È in questo contesto che si colloca, con le sue specificità, la situazione italiana. L’asset “pregiato” è la rete telefonica su cui, come dimostra il caso Metroweb, si concentrano gli interessi degli operatori. In questo senso il principale concorrente di Telecom Italia, o la principale “minaccia”, è Vodafone che potrebbe in teoria decidere di costruire una rete alternativa. I rumours danno per certo un interesse di Vodafone per Fastweb, la cui acquisizione non si sarebbe ancora realizzata per le richieste giudicate troppo esose da parte di Swisscom.

Il mercato rimane però bloccato da diversi fattori. Il primo, e più banale, è che dopo 8 anni di recessione e prospettive di crescita economica risicatissime l’appetito per investire in Italia, anche in rete telefonica, non è comprensibilmente al massimo. Il secondo è che il principale operatore sta attraversando una fase di trasformazione sia per quanto riguarda il mantenimento della posizione sul mercato brasiliano (Telecom venderà o raddoppierà con un’operazione con Oi?), sia per quanto riguarda l’azionariato che deve ancora vedere l’ingresso di Vivendi. Infine, le “authorities” non hanno aiutato a definire un quadro chiaro e anche da parte governativa, complice l’avvicendamento dei premier, non arrivano indicazioni chiare.

In questo contesto Telecom Italia cerca di difendere la propria quota di mercato e la propria posizione tentando di investire il meno possibile. Non è una questione di cattiveria ma di ritorno sugli investimenti, dato che investire miliardi di euro in una fase economica depressa e in un contesto “politico-regolatorio” complicato non è consigliabile per un’azienda privata. La mossa su Metroweb da parte di Telecom è in questo senso probabilmente difensiva.

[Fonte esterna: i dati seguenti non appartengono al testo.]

use std::collections::HashSet;

use serde_json::{Map, Value};

use crate::types::{Chapter, Frame, VideoDigest};

/// Prefix length of the normalized key used to deduplicate flat list fields.
const DEDUP_KEY_PREFIX: usize = 64;

/// Cap applied to deduplicated flat list fields.
const LIST_FIELD_CAP: usize = 12;

/// Merge per-chunk analysis results into one mapping.
///
/// A single result is returned untouched. Otherwise: overviews are joined
/// with a space in chunk order, chapter lists are concatenated (chunks are
/// chronological, so the result stays chronological), flat string lists are
/// deduplicated by normalized key and capped, and any other field keeps its
/// first occurrence.
pub fn merge_chunk_results(mut results: Vec<Map<String, Value>>) -> Map<String, Value> {
    if results.len() == 1 {
        return results.pop().unwrap_or_default();
    }

    let mut merged = Map::new();
    let mut overviews: Vec<String> = Vec::new();

    for result in results {
        for (key, value) in result {
            match key.as_str() {
                "overview" => {
                    if let Value::String(text) = value {
                        if !text.trim().is_empty() {
                            overviews.push(text);
                        }
                    }
                }
                _ => match value {
                    Value::Array(items) => {
                        let slot = merged.entry(key).or_insert_with(|| Value::Array(Vec::new()));
                        if let Value::Array(all) = slot {
                            all.extend(items);
                        }
                    }
                    other => {
                        merged.entry(key).or_insert(other);
                    }
                },
            }
        }
    }

    for (key, value) in merged.iter_mut() {
        if key == "chapters" {
            continue;
        }
        if let Value::Array(items) = value {
            if items.iter().all(Value::is_string) {
                *items = dedup_strings(std::mem::take(items));
            }
        }
    }

    merged.insert("overview".to_string(), Value::String(overviews.join(" ")));
    merged
        .entry("chapters")
        .or_insert_with(|| Value::Array(Vec::new()));
    merged
}

fn dedup_strings(items: Vec<Value>) -> Vec<Value> {
    let mut seen: HashSet<String> = HashSet::new();
    let mut out = Vec::new();
    for item in items {
        let Value::String(text) = item else { continue };
        let key: String = text
            .trim()
            .to_lowercase()
            .chars()
            .take(DEDUP_KEY_PREFIX)
            .collect();
        if seen.insert(key) {
            out.push(Value::String(text));
            if out.len() >= LIST_FIELD_CAP {
                break;
            }
        }
    }
    out
}

/// Shape a reconciled mapping into the digest, tolerating absent or mistyped
/// fields: the mapping originates from a generative model, so every lookup
/// falls back to an empty value instead of erroring.
pub fn build_digest(
    title: impl Into<String>,
    analysis: &Map<String, Value>,
    frames: Vec<Frame>,
) -> VideoDigest {
    let overview = analysis
        .get("overview")
        .and_then(Value::as_str)
        .unwrap_or_default()
        .to_string();
    let key_points = analysis
        .get("key_points")
        .and_then(Value::as_array)
        .map(|items| {
            items
                .iter()
                .filter_map(Value::as_str)
                .map(str::to_string)
                .collect()
        })
        .unwrap_or_default();
    let chapters = analysis
        .get("chapters")
        .and_then(Value::as_array)
        .map(|items| {
            items
                .iter()
                .filter_map(Value::as_object)
                .map(chapter_from)
                .collect()
        })
        .unwrap_or_default();

    VideoDigest {
        title: title.into(),
        overview,
        key_points,
        chapters,
        frames,
    }
}

fn chapter_from(entry: &Map<String, Value>) -> Chapter {
    Chapter {
        title: text_field(entry, "title"),
        timestamp: text_field(entry, "timestamp"),
        start_seconds: entry
            .get("start_seconds")
            .and_then(Value::as_f64)
            .unwrap_or(0.0),
        summary: text_field(entry, "summary"),
    }
}

fn text_field(entry: &Map<String, Value>, key: &str) -> String {
    entry
        .get(key)
        .and_then(Value::as_str)
        .unwrap_or_default()
        .to_string()
}

#[cfg(test)]
mod tests {
    use super::*;
    use serde_json::json;

    fn as_map(value: Value) -> Map<String, Value> {
        match value {
            Value::Object(map) => map,
            other => panic!("expected object, got {other:?}"),
        }
    }

    #[test]
    fn single_result_is_identity() {
        let result = as_map(json!({"overview": "solo", "chapters": [{"title": "a"}]}));
        let merged = merge_chunk_results(vec![result.clone()]);
        assert_eq!(merged, result);
    }

    #[test]
    fn overviews_join_and_chapters_concatenate() {
        let first = as_map(json!({
            "overview": "part one.",
            "chapters": [{"title": "intro"}, {"title": "middle"}]
        }));
        let second = as_map(json!({
            "overview": "part two.",
            "chapters": [{"title": "end"}]
        }));
        let merged = merge_chunk_results(vec![first, second]);
        assert_eq!(merged["overview"], json!("part one. part two."));
        let chapters = merged["chapters"].as_array().unwrap();
        assert_eq!(chapters.len(), 3);
        assert_eq!(chapters[2]["title"], json!("end"));
    }

    #[test]
    fn key_points_dedupe_case_insensitively() {
        let first = as_map(json!({"overview": "a", "key_points": ["Use the CLI", "ship fast"]}));
        let second = as_map(json!({"overview": "b", "key_points": ["  use the cli  ", "measure twice"]}));
        let merged = merge_chunk_results(vec![first, second]);
        assert_eq!(
            merged["key_points"],
            json!(["Use the CLI", "ship fast", "measure twice"])
        );
    }

    #[test]
    fn deduped_lists_are_capped() {
        let points: Vec<String> = (0..30).map(|i| format!("point number {i}")).collect();
        let first = as_map(json!({"overview": "a", "key_points": points}));
        let second = as_map(json!({"overview": "b"}));
        let merged = merge_chunk_results(vec![first, second]);
        assert_eq!(merged["key_points"].as_array().unwrap().len(), 12);
    }

    #[test]
    fn absent_fields_default_instead_of_failing() {
        let merged = merge_chunk_results(vec![as_map(json!({})), as_map(json!({}))]);
        assert_eq!(merged["overview"], json!(""));
        assert_eq!(merged["chapters"], json!([]));
    }

    #[test]
    fn scalar_fields_keep_first_occurrence() {
        let first = as_map(json!({"overview": "a", "language": "en"}));
        let second = as_map(json!({"overview": "b", "language": "de"}));
        let merged = merge_chunk_results(vec![first, second]);
        assert_eq!(merged["language"], json!("en"));
    }

    #[test]
    fn digest_reads_fields_leniently() {
        let analysis = as_map(json!({
            "overview": "the thesis",
            "key_points": ["one", 2, "three"],
            "chapters": [
                {"title": "intro", "timestamp": "[00:00]", "start_seconds": 0, "summary": "s"},
                {"title": "later", "start_seconds": 65.5},
                "not a chapter"
            ]
        }));
        let digest = build_digest("My Video", &analysis, Vec::new());
        assert_eq!(digest.title, "My Video");
        assert_eq!(digest.overview, "the thesis");
        assert_eq!(digest.key_points, vec!["one", "three"]);
        assert_eq!(digest.chapters.len(), 2);
        assert_eq!(digest.chapters[0].timestamp, "[00:00]");
        assert_eq!(digest.chapters[1].start_seconds, 65.5);
        assert!(digest.chapters[1].summary.is_empty());
    }

    #[test]
    fn digest_from_empty_mapping() {
        let digest = build_digest("Empty", &Map::new(), Vec::new());
        assert!(digest.overview.is_empty());
        assert!(digest.key_points.is_empty());
        assert!(digest.chapters.is_empty());
    }
}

Questa è la situazione attuale, ma è chiaro che, prima o poi, la rivoluzione in atto in Europa arriverà anche al di qua delle Alpi. I temi al riguardo sono due. Il primo è il controllo di Telecom Italia; è vero che l’Italia non cresce e offre sfide burocratiche e incertezze, ma in uno scenario di consolidamento continentale e magari al prezzo giusto è lecito ipotizzare che qualcuno possa essere interessato. Il secondo, e dovrebbe riguardare qualsiasi governo che voglia promuovere la crescita, è quella della rete come infrastruttura necessaria al sistema-Paese su cui bisognerebbe almeno tenere il passo degli altri paesi. Sono temi secondari e non di cronaca solo per chi si limita a guardare il breve o brevissimo periodo.